Part of my husband’s treatment included a seminar for those who support their addict’s recovery. We were to learn how to cope with our addicts when they came home from rehab. These weekend classes were a key factor I took into consideration when searching for a treatment center. Our sisters, my mother-in-law and her sister attended them with me. Both my husband and I come from super supportive families. Obviously, this helps but, ultimately it’s up to the addict to stay clean.
All the councilors told us to give our addicts time. To allow the trust to build back and the reward would become one of the best relationships ever experienced. They were right.

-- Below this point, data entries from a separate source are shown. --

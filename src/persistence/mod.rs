//! Forwarding decoded records to the persistence sink.
//!
//! The sink is reached through a [`SinkClient`], which hands out scoped [`SinkConnection`]s: a
//! connection is opened for every record and released when it goes out of scope, whatever the
//! outcome of the write.
use crate::decoder::DecodedRecord;
use std::{sync::Arc, time::Instant};
use tracing::{debug, warn};

pub mod sqlite;

pub use sqlite::{SinkSettings, SqliteSink};

#[derive(Debug, thiserror::Error)]
pub enum SinkError {
    #[error("cannot connect to the sink: {0}")]
    Connection(String),
    #[error("the sink rejected the statement: {0}")]
    Statement(#[from] rusqlite::Error),
    #[error("`{0}` is not a valid table name")]
    InvalidTable(String),
}

/// A persistence sink able to open connections.
///
/// Implementations are blocking: [`PersistenceForwarder`] runs them on the blocking thread pool.
pub trait SinkClient: Send + Sync + 'static {
    fn open(&self) -> Result<Box<dyn SinkConnection>, SinkError>;
}

/// An open connection to the sink. Dropping it closes it.
pub trait SinkConnection: Send {
    /// Insert a single row describing `record`, returning the number of rows written.
    fn insert(&mut self, record: &DecodedRecord) -> Result<usize, SinkError>;
}

/// The outcome of forwarding a record to the sink.
#[derive(Debug, Clone, PartialEq, Eq)]
pub enum ForwardResult {
    Success,
    Failure(String),
}

impl ForwardResult {
    pub fn is_success(&self) -> bool {
        matches!(self, Self::Success)
    }
}

/// Sends decoded records to a [`SinkClient`].
#[derive(Clone)]
pub struct PersistenceForwarder {
    sink: Arc<dyn SinkClient>,
}

impl PersistenceForwarder {
    pub fn new<S: SinkClient>(sink: S) -> Self {
        Self::from_arc(Arc::new(sink))
    }

    /// Useful to keep a handle on the sink, e.g. to inspect a fake in tests.
    pub fn from_arc(sink: Arc<dyn SinkClient>) -> Self {
        Self { sink }
    }

    /// Write `record` to the sink.
    ///
    /// The write runs on the blocking thread pool and is awaited: by the time this returns the
    /// connection has been released and the outcome is final.
    #[tracing::instrument(name = "forward_record", skip_all, fields(shipno = %record.shipno))]
    pub async fn forward(&self, record: DecodedRecord) -> ForwardResult {
        let sink = Arc::clone(&self.sink);
        let started = Instant::now();
        let written = tokio::task::spawn_blocking(move || {
            let mut connection = sink.open()?;
            connection.insert(&record)
        })
        .await;
        let elapsed_ms = started.elapsed().as_millis() as u64;

        match written {
            Ok(Ok(rows)) => {
                debug!(rows, elapsed_ms, "Record written to the sink");
                ForwardResult::Success
            }
            Ok(Err(e)) => {
                warn!(error = %e, elapsed_ms, "Failed to write the record to the sink");
                ForwardResult::Failure(e.to_string())
            }
            Err(e) => ForwardResult::Failure(format!("the sink worker did not complete: {e}")),
        }
    }
}
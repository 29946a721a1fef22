//! The top-level consumer: one session, one queue, one ordered stream of events.
use crate::{
    amqp::configuration::ConnectionParams,
    broker::{Broker, BrokerEvent, EventReceiver, EventSender, QueueDescriptor},
    consumers::ConsumerController,
    persistence::PersistenceForwarder,
    session::{SessionController, SessionState},
};
use futures_util::FutureExt;
use std::{future::Future, sync::Arc, time::Duration};
use tokio::sync::mpsc;
use tracing::{info, warn};

/// Relays messages from a queue to a persistence sink until told to stop.
///
/// Every broker callback lands on a single channel and is handled to completion, sink write and
/// acknowledgment included, before the next one is looked at.
pub struct ConsumerService {
    session: SessionController,
    events: EventReceiver,
    grace_period: Duration,
}

impl ConsumerService {
    /// How long [`ConsumerService::exit`] keeps handling events while the broker winds down.
    pub const DEFAULT_GRACE_PERIOD: Duration = Duration::from_secs(1);

    pub fn new(
        broker: Arc<dyn Broker>,
        queue: QueueDescriptor,
        forwarder: PersistenceForwarder,
    ) -> Self {
        let (sender, receiver): (EventSender, EventReceiver) = mpsc::unbounded_channel();
        let consumer = ConsumerController::new(queue, forwarder);
        info!(
            queue_name = %consumer.queue_name(),
            "Consumer is ready to connect"
        );
        Self {
            session: SessionController::new(broker, sender, consumer),
            events: receiver,
            grace_period: Self::DEFAULT_GRACE_PERIOD,
        }
    }

    #[must_use]
    pub fn with_grace_period(mut self, grace_period: Duration) -> Self {
        self.grace_period = grace_period;
        self
    }

    pub fn session(&self) -> &SessionController {
        &self.session
    }

    /// Connect to the broker and process events until `shutdown` resolves, then [`exit`].
    ///
    /// Connection and binding failures do not stop the service: they are logged and the service
    /// keeps waiting for events (or for the shutdown signal).
    ///
    /// [`exit`]: ConsumerService::exit
    #[tracing::instrument(skip_all, name = "consumer_service_run")]
    pub async fn run(&mut self, params: &ConnectionParams, shutdown: impl Future<Output = ()>) {
        self.session.connect(params);

        let shutdown = shutdown.fuse();
        tokio::pin!(shutdown);

        loop {
            tokio::select! {
                // Prefer shutting down over picking up more events.
                biased;

                _ = &mut shutdown => {
                    info!("Consumer service received shutdown event");
                    break;
                }

                event = self.events.recv() => match event {
                    Some(event) => self.session.dispatch(event).await,
                    // The controller holds a sender, this only happens if it was dropped.
                    None => break,
                },
            }
        }

        self.exit().await;
    }

    /// Stop consuming, disconnect, and keep handling events for the grace period.
    ///
    /// This is a best-effort drain: it returns as soon as the session is gone, or when the grace
    /// period elapses, whichever comes first.
    #[tracing::instrument(skip_all, name = "consumer_service_exit")]
    pub async fn exit(&mut self) {
        self.session.consumer_mut().stop();
        self.session.disconnect();

        let deadline = tokio::time::sleep(self.grace_period);
        tokio::pin!(deadline);

        while !self.is_settled() {
            tokio::select! {
                _ = &mut deadline => {
                    warn!("Grace period elapsed before the broker confirmed the disconnection");
                    break;
                }
                event = self.events.recv() => match event {
                    Some(event) => dispatch_while_exiting(&mut self.session, event).await,
                    None => break,
                },
            }
        }
        info!("Consumer service stopped");
    }

    /// Feed a single event to the controllers, as [`ConsumerService::run`] does.
    pub async fn dispatch(&mut self, event: BrokerEvent) {
        self.session.dispatch(event).await;
    }

    fn is_settled(&self) -> bool {
        matches!(
            self.session.state(),
            SessionState::Disconnected | SessionState::Failed
        )
    }
}

async fn dispatch_while_exiting(session: &mut SessionController, event: BrokerEvent) {
    session.dispatch(event).await;
    // A session coming up now must not start consuming again.
    if session.consumer().binding_id().is_some() {
        session.consumer_mut().stop();
        session.disconnect();
    }
}
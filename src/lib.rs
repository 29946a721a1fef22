//! `queue-relay` is a durable queue consumer, built on top of [`lapin`], that relays shipment
//! tracking events from a RabbitMq queue into a relational sink.
//!
//! Messages are consumed under client acknowledgment: a delivery is acknowledged only once its
//! decoded record has been written to the sink. Anything else leaves the delivery with the broker,
//! which redelivers it according to its own policy.
//!
//! [`ConsumerService`](crate::service::ConsumerService) is the best starting point to learn more
//! about how the pieces fit together.

pub mod amqp;
pub mod broker;
pub mod consumers;
pub mod decoder;
pub mod persistence;
pub mod service;
pub mod session;
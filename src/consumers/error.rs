use crate::broker::BrokerError;

/// Why a queue binding could not be started.
///
/// None of these are fatal: the controller logs them and keeps running, waiting for the session
/// to come back or for an operator to fix the queue.
#[derive(Debug, thiserror::Error)]
pub enum ConsumerError {
    #[error("cannot start the consumer for queue `{queue_name}`: not connected to the broker")]
    NotConnected { queue_name: String },
    #[error("cannot bind to queue `{queue_name}`")]
    Binding {
        queue_name: String,
        #[source]
        source: BrokerError,
    },
}
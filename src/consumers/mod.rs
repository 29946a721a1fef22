//! Consuming messages from a RabbitMq queue. Check out [`ConsumerController`] as a
//! starting point.
pub use controller::{ConsumerController, ConsumerState, ProcessingOutcome};
pub use error::ConsumerError;
pub use incoming_message::{Acknowledge, DeliveryHandle, InboundMessage};

mod controller;
mod error;
mod incoming_message;
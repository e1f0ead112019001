#![forbid(unsafe_code)]

//! # markdansi
//!
//! Renders markdown to the terminal.
//!
//! ## Usage
//!
//! ```bash
//! markdansi README.md            # Render a file to stdout
//! markdansi < README.md          # Render stdin
//! markdansi --no-color -o out.txt README.md
//! ```
//!
//! Set `MARKDANSI_LOG` (e.g. `debug`) to see diagnostics on stderr.

use std::process::ExitCode;

use clap::Parser;
use markdansi_cli::{Cli, LOG_ENV, run};
use tracing_subscriber::EnvFilter;

fn init_logging() {
    let filter = EnvFilter::try_from_env(LOG_ENV).unwrap_or_else(|_| EnvFilter::new("warn"));
    let _ = tracing_subscriber::fmt()
        .with_env_filter(filter)
        .with_writer(std::io::stderr)
        .with_target(false)
        .try_init();
}

fn main() -> ExitCode {
    init_logging();
    let cli = Cli::parse();

    match run(&cli) {
        Ok(()) => ExitCode::SUCCESS,
        Err(err) if err.is_broken_pipe() => ExitCode::SUCCESS,
        Err(err) => {
            eprintln!("markdansi: {err}");
            ExitCode::FAILURE
        }
    }
}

The exact moment I knew we had more trust than ever before was more recent than I would like to admit. Sitting in the audience with my mom and his sponsor, listening to my husband tell his story on his 5 year clean date it dawned on me. I thought, “wow, it took a moment for me to fall in love with him and just a short time of terrible incidences for me to distrust him.”
I try not to think of our bad times because resentments are exhausting and I cannot change the past.
“Over the years we believed in our partnership. Now look at us, eight-plus years from when we met and we are better than ever. Finally, we have the trust we lost.”
I’m talking about real trust not the superficial,” he knows how I like my coffee,” kind of trust. I’m talking about,” baby making trust,” with heart and soul. Knowing we have become the team we always knew we could be.
This is what they call happiness. Being the best person you can with the one you trust the most. We made it!